- **Exercise brief**: Print the data that follows exactly.

[Collected data entries]
=== Begin Enclosure ===

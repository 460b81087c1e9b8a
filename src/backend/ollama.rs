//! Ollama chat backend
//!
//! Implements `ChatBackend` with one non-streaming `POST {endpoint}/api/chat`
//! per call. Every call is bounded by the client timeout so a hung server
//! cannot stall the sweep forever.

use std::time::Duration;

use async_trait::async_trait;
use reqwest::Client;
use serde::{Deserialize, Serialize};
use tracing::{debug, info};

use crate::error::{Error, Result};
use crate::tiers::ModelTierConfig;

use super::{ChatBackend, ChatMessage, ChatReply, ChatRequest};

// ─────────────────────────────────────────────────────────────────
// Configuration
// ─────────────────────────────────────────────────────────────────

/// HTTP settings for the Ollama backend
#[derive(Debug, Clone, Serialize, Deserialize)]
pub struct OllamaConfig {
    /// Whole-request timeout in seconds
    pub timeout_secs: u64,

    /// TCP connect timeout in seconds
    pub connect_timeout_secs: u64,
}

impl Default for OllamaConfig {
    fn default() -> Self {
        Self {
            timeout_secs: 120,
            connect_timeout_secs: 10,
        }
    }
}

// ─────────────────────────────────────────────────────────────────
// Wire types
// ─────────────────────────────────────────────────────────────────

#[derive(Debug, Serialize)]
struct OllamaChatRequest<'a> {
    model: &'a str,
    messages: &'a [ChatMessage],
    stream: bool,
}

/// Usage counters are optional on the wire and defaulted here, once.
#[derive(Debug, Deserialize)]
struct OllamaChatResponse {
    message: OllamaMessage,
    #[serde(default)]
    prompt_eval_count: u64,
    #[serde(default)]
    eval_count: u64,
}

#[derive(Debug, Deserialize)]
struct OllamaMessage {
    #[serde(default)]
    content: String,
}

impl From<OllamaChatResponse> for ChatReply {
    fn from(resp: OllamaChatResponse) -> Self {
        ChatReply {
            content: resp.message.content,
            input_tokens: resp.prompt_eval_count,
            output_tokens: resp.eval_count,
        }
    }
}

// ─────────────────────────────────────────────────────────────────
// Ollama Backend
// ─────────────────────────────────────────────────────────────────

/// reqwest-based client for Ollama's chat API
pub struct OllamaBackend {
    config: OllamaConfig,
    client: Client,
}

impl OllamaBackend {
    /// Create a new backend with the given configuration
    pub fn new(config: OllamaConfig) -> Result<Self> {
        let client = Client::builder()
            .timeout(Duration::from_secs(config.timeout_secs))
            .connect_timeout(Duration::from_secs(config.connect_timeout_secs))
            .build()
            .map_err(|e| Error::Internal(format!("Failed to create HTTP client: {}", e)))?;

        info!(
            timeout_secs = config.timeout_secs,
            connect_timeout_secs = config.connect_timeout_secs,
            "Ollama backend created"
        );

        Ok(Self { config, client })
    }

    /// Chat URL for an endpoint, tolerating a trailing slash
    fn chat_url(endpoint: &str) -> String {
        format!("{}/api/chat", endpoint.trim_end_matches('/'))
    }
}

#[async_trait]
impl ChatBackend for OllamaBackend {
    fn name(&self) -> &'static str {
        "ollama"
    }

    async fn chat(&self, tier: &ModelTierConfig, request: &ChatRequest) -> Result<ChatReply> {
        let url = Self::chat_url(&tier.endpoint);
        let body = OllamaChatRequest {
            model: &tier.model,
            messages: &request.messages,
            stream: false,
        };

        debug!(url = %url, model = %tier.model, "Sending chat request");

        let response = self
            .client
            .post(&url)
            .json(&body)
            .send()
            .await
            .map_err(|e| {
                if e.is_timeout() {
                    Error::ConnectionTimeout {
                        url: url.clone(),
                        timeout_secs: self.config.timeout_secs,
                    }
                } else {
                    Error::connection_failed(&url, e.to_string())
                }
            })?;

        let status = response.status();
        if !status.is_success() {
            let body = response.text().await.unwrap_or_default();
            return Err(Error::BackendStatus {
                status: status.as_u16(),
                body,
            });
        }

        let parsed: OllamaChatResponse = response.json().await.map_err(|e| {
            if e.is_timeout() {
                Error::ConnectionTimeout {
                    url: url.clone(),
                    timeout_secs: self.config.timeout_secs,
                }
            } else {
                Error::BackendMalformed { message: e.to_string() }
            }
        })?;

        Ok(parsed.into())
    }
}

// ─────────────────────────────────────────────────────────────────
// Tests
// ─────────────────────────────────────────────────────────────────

=== End Enclosure ===

- **Task solution**:
repository 460b81087c1e9b8a
filename src/backend/ollama.rs
//! Ollama chat backend
//!
//! Implements `ChatBackend` with one non-streaming `POST {endpoint}/api/chat`
//! per call. Every call is bounded by the client timeout so a hung server
//! cannot stall the sweep forever.

use std::time::Duration;

use async_trait::async_trait;
use reqwest::Client;
use serde::{Deserialize, Serialize};
use tracing::{debug, info};

use crate::error::{Error, Result};
use crate::tiers::ModelTierConfig;

use super::{ChatBackend, ChatMessage, ChatReply, ChatRequest};

// ─────────────────────────────────────────────────────────────────
// Configuration
// ─────────────────────────────────────────────────────────────────

/// HTTP settings for the Ollama backend
#[derive(Debug, Clone, Serialize, Deserialize)]
pub struct OllamaConfig {
    /// Whole-request timeout in seconds
    pub timeout_secs: u64,

    /// TCP connect timeout in seconds
    pub connect_timeout_secs: u64,
}

impl Default for OllamaConfig {
    fn default() -> Self {
        Self {
            timeout_secs: 120,
            connect_timeout_secs: 10,
        }
    }
}

// ─────────────────────────────────────────────────────────────────
// Wire types
// ─────────────────────────────────────────────────────────────────

#[derive(Debug, Serialize)]
struct OllamaChatRequest<'a> {
    model: &'a str,
    messages: &'a [ChatMessage],
    stream: bool,
}

/// Usage counters are optional on the wire and defaulted here, once.
#[derive(Debug, Deserialize)]
struct OllamaChatResponse {
    message: OllamaMessage,
    #[serde(default)]
    prompt_eval_count: u64,
    #[serde(default)]
    eval_count: u64,
}

#[derive(Debug, Deserialize)]
struct OllamaMessage {
    #[serde(default)]
    content: String,
}

impl From<OllamaChatResponse> for ChatReply {
    fn from(resp: OllamaChatResponse) -> Self {
        ChatReply {
            content: resp.message.content,
            input_tokens: resp.prompt_eval_count,
            output_tokens: resp.eval_count,
        }
    }
}

// ─────────────────────────────────────────────────────────────────
// Ollama Backend
// ─────────────────────────────────────────────────────────────────

/// reqwest-based client for Ollama's chat API
pub struct OllamaBackend {
    config: OllamaConfig,
    client: Client,
}

impl OllamaBackend {
    /// Create a new backend with the given configuration
    pub fn new(config: OllamaConfig) -> Result<Self> {
        let client = Client::builder()
            .timeout(Duration::from_secs(config.timeout_secs))
            .connect_timeout(Duration::from_secs(config.connect_timeout_secs))
            .build()
            .map_err(|e| Error::Internal(format!("Failed to create HTTP client: {}", e)))?;

        info!(
            timeout_secs = config.timeout_secs,
            connect_timeout_secs = config.connect_timeout_secs,
            "Ollama backend created"
        );

        Ok(Self { config, client })
    }

    /// Chat URL for an endpoint, tolerating a trailing slash
    fn chat_url(endpoint: &str) -> String {
        format!("{}/api/chat", endpoint.trim_end_matches('/'))
    }
}

#[async_trait]
impl ChatBackend for OllamaBackend {
    fn name(&self) -> &'static str {
        "ollama"
    }

    async fn chat(&self, tier: &ModelTierConfig, request: &ChatRequest) -> Result<ChatReply> {
        let url = Self::chat_url(&tier.endpoint);
        let body = OllamaChatRequest {
            model: &tier.model,
            messages: &request.messages,
            stream: false,
        };

        debug!(url = %url, model = %tier.model, "Sending chat request");

        let response = self
            .client
            .post(&url)
            .json(&body)
            .send()
            .await
            .map_err(|e| {
                if e.is_timeout() {
                    Error::ConnectionTimeout {
                        url: url.clone(),
                        timeout_secs: self.config.timeout_secs,
                    }
                } else {
                    Error::connection_failed(&url, e.to_string())
                }
            })?;

        let status = response.status();
        if !status.is_success() {
            let body = response.text().await.unwrap_or_default();
            return Err(Error::BackendStatus {
                status: status.as_u16(),
                body,
            });
        }

        let parsed: OllamaChatResponse = response.json().await.map_err(|e| {
            if e.is_timeout() {
                Error::ConnectionTimeout {
                    url: url.clone(),
                    timeout_secs: self.config.timeout_secs,
                }
            } else {
                Error::BackendMalformed { message: e.to_string() }
            }
        })?;

        Ok(parsed.into())
    }
}

// ─────────────────────────────────────────────────────────────────
// Tests
// ─────────────────────────────────────────────────────────────────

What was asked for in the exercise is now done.